TRY IT: Using the listing that follows, filter out every line lacking the string "checks" and return the rest.

DATA:
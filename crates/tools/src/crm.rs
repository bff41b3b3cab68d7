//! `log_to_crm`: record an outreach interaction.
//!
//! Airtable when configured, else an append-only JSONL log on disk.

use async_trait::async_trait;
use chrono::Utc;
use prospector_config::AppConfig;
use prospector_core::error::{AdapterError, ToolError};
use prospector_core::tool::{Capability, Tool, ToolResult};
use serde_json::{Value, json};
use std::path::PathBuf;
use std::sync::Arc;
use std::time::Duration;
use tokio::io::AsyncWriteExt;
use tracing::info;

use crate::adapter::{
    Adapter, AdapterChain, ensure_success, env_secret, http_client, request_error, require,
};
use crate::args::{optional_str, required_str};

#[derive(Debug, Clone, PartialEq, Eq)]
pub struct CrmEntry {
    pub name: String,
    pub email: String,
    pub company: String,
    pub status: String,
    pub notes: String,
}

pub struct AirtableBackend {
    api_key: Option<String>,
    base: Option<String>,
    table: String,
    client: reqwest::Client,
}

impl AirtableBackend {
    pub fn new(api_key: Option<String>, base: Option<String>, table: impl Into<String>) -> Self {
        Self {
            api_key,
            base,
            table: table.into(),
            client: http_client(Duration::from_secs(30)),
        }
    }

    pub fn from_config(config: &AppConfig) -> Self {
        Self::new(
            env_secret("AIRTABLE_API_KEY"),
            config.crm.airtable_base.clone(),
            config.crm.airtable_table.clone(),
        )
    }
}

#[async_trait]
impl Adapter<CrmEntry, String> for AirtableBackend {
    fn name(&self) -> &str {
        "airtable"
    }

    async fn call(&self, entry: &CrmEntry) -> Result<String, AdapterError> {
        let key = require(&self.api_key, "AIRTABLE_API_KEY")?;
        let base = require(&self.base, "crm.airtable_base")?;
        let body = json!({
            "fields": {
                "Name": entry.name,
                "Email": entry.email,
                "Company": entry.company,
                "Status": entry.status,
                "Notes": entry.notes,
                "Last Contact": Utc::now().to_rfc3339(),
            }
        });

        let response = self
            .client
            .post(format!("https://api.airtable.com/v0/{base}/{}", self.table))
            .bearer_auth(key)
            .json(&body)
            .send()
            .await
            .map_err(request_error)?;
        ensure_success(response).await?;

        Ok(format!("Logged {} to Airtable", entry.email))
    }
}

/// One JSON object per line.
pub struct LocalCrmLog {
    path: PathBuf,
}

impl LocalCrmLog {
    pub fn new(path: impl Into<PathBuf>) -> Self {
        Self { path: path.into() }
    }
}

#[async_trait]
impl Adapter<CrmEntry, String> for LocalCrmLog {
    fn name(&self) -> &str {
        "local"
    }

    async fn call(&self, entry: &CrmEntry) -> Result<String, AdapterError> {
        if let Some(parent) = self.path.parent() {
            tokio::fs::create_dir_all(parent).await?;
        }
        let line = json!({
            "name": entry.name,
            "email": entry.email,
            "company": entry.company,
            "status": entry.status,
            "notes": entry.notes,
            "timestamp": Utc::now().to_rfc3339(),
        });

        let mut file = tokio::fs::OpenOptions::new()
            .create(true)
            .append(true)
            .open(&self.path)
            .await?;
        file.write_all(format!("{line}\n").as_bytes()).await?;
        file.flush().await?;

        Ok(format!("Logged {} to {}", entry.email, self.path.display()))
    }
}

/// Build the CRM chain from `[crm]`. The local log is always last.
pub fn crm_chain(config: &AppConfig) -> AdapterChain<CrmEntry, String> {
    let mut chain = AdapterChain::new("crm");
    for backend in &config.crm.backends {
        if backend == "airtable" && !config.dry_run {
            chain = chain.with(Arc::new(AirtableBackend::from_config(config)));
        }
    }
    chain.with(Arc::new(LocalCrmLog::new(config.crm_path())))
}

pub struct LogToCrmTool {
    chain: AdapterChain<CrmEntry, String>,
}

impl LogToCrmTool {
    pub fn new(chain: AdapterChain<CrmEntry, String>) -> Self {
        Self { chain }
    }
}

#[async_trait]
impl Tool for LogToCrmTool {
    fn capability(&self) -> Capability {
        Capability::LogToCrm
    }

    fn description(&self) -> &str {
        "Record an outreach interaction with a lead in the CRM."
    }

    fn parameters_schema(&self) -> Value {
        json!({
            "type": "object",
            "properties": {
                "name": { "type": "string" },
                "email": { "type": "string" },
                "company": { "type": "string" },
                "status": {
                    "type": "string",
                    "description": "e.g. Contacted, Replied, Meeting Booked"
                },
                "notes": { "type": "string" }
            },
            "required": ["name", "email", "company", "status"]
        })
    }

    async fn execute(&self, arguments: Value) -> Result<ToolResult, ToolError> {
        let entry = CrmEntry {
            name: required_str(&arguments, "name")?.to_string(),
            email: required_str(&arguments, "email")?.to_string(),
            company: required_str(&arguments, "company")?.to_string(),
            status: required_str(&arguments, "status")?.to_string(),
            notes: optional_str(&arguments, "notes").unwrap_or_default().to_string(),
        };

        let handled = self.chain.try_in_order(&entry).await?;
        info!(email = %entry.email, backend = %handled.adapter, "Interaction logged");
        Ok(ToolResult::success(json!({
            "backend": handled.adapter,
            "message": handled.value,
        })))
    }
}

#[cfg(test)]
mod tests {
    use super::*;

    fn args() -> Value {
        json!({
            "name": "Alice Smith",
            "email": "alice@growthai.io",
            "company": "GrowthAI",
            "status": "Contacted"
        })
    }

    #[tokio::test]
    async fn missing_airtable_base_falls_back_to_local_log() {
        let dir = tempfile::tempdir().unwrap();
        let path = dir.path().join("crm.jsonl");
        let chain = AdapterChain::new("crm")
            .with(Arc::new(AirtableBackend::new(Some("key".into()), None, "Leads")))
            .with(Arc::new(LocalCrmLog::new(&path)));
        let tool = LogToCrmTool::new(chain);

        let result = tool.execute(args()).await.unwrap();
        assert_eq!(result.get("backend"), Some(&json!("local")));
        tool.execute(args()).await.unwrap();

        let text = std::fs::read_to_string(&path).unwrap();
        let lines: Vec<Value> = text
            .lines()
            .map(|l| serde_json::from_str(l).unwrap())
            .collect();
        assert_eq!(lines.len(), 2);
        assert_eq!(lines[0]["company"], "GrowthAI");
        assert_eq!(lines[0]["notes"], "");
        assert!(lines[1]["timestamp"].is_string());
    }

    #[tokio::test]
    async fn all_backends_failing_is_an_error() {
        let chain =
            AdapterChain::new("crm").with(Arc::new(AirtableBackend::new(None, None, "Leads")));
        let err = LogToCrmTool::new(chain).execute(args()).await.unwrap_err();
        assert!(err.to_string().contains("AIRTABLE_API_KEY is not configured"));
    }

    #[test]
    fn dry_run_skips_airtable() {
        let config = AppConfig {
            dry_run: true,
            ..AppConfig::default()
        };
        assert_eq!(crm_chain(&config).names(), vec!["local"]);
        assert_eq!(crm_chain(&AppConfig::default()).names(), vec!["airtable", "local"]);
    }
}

---

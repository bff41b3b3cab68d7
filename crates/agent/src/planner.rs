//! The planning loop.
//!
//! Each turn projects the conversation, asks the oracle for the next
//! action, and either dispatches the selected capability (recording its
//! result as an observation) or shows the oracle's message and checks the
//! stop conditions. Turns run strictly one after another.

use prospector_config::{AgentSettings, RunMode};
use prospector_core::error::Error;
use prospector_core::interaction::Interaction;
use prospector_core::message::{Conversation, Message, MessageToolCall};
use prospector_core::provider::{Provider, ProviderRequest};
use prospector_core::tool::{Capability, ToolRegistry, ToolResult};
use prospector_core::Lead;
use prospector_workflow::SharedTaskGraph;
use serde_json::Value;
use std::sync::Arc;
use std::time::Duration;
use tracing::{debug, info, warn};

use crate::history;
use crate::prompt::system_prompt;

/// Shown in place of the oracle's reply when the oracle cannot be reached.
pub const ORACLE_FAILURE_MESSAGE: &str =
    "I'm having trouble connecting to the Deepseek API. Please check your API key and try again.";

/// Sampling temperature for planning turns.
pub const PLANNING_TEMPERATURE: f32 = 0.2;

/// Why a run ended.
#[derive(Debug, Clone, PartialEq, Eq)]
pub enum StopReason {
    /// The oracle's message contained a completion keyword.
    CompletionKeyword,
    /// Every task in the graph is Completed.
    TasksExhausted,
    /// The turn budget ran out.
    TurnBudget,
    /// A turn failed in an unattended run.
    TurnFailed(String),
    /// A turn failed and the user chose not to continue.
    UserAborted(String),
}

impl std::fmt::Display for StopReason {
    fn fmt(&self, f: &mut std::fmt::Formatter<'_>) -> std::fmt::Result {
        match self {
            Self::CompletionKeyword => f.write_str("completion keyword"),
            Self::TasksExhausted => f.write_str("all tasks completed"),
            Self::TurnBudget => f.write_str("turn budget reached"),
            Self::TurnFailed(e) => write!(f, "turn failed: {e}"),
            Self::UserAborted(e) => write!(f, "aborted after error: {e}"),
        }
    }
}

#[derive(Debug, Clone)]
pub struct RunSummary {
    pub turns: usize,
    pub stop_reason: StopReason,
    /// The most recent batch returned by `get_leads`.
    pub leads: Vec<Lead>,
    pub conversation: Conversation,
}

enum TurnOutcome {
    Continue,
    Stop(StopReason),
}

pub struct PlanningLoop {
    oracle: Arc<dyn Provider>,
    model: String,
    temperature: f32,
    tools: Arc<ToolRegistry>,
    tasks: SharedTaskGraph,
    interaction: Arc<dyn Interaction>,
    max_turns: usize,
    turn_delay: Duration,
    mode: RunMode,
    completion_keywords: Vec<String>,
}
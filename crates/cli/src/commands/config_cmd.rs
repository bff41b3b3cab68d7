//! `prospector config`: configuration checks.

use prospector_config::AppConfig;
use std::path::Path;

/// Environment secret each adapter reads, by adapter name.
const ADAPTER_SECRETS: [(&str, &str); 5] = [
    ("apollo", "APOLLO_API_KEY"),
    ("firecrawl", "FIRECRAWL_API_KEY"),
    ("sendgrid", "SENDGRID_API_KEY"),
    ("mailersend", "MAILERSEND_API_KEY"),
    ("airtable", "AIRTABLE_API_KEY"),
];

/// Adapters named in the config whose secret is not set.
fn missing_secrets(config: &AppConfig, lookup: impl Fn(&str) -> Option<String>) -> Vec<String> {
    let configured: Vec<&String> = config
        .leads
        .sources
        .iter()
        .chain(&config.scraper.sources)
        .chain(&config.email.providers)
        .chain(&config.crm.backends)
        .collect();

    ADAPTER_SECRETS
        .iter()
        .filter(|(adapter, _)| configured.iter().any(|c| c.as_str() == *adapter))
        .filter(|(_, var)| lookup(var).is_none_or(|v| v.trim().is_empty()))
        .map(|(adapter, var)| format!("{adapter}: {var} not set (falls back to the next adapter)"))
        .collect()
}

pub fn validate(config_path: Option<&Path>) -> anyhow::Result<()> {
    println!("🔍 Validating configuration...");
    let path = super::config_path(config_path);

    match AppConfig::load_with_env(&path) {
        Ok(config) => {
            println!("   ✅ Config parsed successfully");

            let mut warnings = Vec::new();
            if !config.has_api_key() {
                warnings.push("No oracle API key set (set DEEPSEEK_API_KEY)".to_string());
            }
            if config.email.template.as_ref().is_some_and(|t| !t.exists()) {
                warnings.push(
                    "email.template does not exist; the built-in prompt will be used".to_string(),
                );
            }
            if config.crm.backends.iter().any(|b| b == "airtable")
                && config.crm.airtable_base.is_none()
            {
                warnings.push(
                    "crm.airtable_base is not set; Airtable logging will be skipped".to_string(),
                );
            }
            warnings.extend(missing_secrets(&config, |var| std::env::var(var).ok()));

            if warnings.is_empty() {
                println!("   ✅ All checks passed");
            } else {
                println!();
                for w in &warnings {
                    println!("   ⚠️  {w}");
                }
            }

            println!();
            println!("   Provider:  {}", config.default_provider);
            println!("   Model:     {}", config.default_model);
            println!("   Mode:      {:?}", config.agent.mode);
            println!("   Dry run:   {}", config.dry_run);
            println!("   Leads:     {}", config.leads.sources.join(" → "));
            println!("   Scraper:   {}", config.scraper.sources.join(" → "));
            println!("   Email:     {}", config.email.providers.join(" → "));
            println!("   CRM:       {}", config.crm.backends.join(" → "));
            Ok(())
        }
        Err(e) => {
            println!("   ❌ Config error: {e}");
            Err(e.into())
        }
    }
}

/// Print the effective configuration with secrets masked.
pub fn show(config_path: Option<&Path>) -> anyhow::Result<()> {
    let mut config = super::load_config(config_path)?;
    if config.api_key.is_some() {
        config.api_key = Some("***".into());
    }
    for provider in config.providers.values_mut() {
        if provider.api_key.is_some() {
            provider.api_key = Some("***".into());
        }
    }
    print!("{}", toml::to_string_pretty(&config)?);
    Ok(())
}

ANSWER TO THIS TASK:
//! result as an observation) or shows the oracle's message and checks the
//! `prospector config`: configuration checks.
                println!("   ✅ All checks passed");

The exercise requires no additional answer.